Kim Noble – You're Not Alone
Time Out says
A hypnotic, bleak, very funny and sometimes disturbing look at loneliness and connection from the extraordinary artist-comedian
This review is of the performance's original run in February. 'You're Not Alone' returns to the Soho for the 2015 festive season.
Your opinion on any show from performance artist-slash-comedian Kim Noble may very come down to ethical questions.
Do you think it’s acceptable for his video-reliant works to intrude into the lives of people who were given no choice over being included?
Do you believe that Noble is the doleful man-child he presents himself as, whose new show ‘You’re Not Alone’ was born out of a strange, earnest desire to alleviate the loneliness of himself and others?
Or do you think that he’s too aware of what makes good comedy, that this is a wheeze, like a leftfield ‘Beadle’s About’, or a Dapper Laughs for art fags?
In all honesty I’m not sure. ‘You’re Not Alone’ is extremely funny but it’s hardly polished: I can’t remember now exactly why Noble makes us watch a video of him shitting on the floor of a church, but I don’t think he gained much by it.
It’s essentially a series of wobbly, smart phone-shot documentaries of Noble’s efforts to interact with society, while the man himself provides deadpan narration and some slightly uncomfortable audience interaction. Lightest are the bits where Noble is the only character: like when he fails to get a job at B&Q, so prints up his own imitation uniform and poses as a worker, apparently for months on end. But the bits you’ll remember are his efforts to befriend a trio of men, two of whom he meets online, one contacted after finding his number scrawled on a toilet cubicle door. Noble ‘reaches out’ to them by poising as a woman, responding to their pervy messages with sweetly/calculatedly naive attempts to give them what they want – culminating in dragging up and meeting two of them, resulting in the sort of mortification you’d expect.
Is it exploitative? It’s certainly funny (or rather, excruciating/funny), though Noble never cracks so much as a smile. It’s notable that he’s not ‘preying’ on men we’re likely to feel massively sorry for. Yet surely none of them would be happy if their involvement came to light.

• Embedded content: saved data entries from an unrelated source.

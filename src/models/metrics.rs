//! Aggregate performance metrics.
//!
//! Computes the four summary statistics from a completed timeline and
//! its per-process outcomes. Shared by all five disciplines.
//!
//! # Metrics
//!
//! | Metric | Definition |
//! |--------|-----------|
//! | Avg Waiting Time | mean(completion − arrival − burst) |
//! | Avg Turnaround Time | mean(completion − arrival) |
//! | CPU Utilization | total burst / span × 100 |
//! | Throughput | completed processes / span |
//!
//! Span is the maximum interval end time. A zero span (or an empty
//! process set) makes every metric undefined and is reported as
//! [`SimulationError::ZeroSpan`] rather than producing NaN.
//!
//! # Reference
//! Silberschatz, Galvin & Gagne (2018), "Operating System Concepts", Ch. 5.2

use serde::{Deserialize, Serialize};

use super::{CompletedProcess, Interval};
use crate::error::SimulationError;

/// The four aggregate performance metrics of a run.
#[derive(Debug, Clone, PartialEq, Serialize, Deserialize)]
pub struct SimulationMetrics {
    /// Mean waiting time across all processes.
    pub avg_waiting_time: f64,
    /// Mean turnaround time across all processes.
    pub avg_turnaround_time: f64,
    /// Busy fraction of the timeline, as a percentage in (0, 100].
    pub cpu_utilization: f64,
    /// Completed processes per tick of timeline span.
    pub throughput: f64,
}

impl SimulationMetrics {
    /// Computes metrics from a completed timeline and process set.
    ///
    /// # Errors
    /// [`SimulationError::ZeroSpan`] when the process set is empty or the
    /// timeline has no extent. Guaranteed unreachable for runs produced
    /// from a non-empty validated input.
    pub fn calculate(
        timeline: &[Interval],
        processes: &[CompletedProcess],
    ) -> Result<Self, SimulationError> {
        let span = timeline.iter().map(|iv| iv.end).max().unwrap_or(0);
        if processes.is_empty() || span <= 0 {
            return Err(SimulationError::ZeroSpan);
        }

        let count = processes.len() as f64;
        let total_waiting: i64 = processes.iter().map(|p| p.waiting).sum();
        let total_turnaround: i64 = processes.iter().map(|p| p.turnaround).sum();
        let total_burst: i64 = processes.iter().map(|p| p.burst).sum();

        Ok(Self {
            avg_waiting_time: total_waiting as f64 / count,
            avg_turnaround_time: total_turnaround as f64 / count,
            cpu_utilization: total_burst as f64 / span as f64 * 100.0,
            throughput: count / span as f64,
        })
    }
}

#[cfg(test)]
mod tests {
    use super::*;
    use crate::models::{color_for, Process};

    fn completed(id: &str, arrival: i64, burst: i64, completion: i64) -> CompletedProcess {
        CompletedProcess::from_run(&Process::new(id, arrival, burst), completion)
    }

    fn interval(id: &str, start: i64, end: i64) -> Interval {
        Interval::new(id, start, end, color_for(0))
    }

    #[test]
    fn test_fcfs_reference_numbers() {
        // P1(0,8) P2(1,4) P3(2,9) P4(3,5) under FCFS.
        let timeline = vec![
            interval("P1", 0, 8),
            interval("P2", 8, 12),
            interval("P3", 12, 21),
            interval("P4", 21, 26),
        ];
        let processes = vec![
            completed("P1", 0, 8, 8),
            completed("P2", 1, 4, 12),
            completed("P3", 2, 9, 21),
            completed("P4", 3, 5, 26),
        ];

        let m = SimulationMetrics::calculate(&timeline, &processes).unwrap();
        assert_eq!(m.avg_waiting_time, 8.75);
        assert_eq!(m.avg_turnaround_time, 15.25);
        assert_eq!(m.cpu_utilization, 100.0);
        assert_eq!(m.throughput, 4.0 / 26.0);
    }

    #[test]
    fn test_utilization_below_100_with_idle_gap() {
        // One tick of idle between the two intervals.
        let timeline = vec![interval("P1", 0, 4), interval("P2", 5, 10)];
        let processes = vec![completed("P1", 0, 4, 4), completed("P2", 5, 5, 10)];

        let m = SimulationMetrics::calculate(&timeline, &processes).unwrap();
        assert_eq!(m.cpu_utilization, 90.0);
    }

    #[test]
    fn test_empty_process_set_is_rejected() {
        let timeline = vec![interval("P1", 0, 4)];
        assert_eq!(
            SimulationMetrics::calculate(&timeline, &[]),
            Err(SimulationError::ZeroSpan)
        );
    }

    #[test]
    fn test_empty_timeline_is_rejected() {
        let processes = vec![completed("P1", 0, 4, 4)];
        assert_eq!(
            SimulationMetrics::calculate(&[], &processes),
            Err(SimulationError::ZeroSpan)
        );
    }
}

And yet: whether it’s all a ruse, the appearance of Kim Noble as a well-meaning eccentric desperately trying to reach out is so complete that it ultimately feels irrelevant whether or not the show accurately reflects his life. It is a genuinely moving work about love, loneliness and empathy, and even if it’s difficult to entirely feel comfortable with Noble’s methods, you have to admire his results.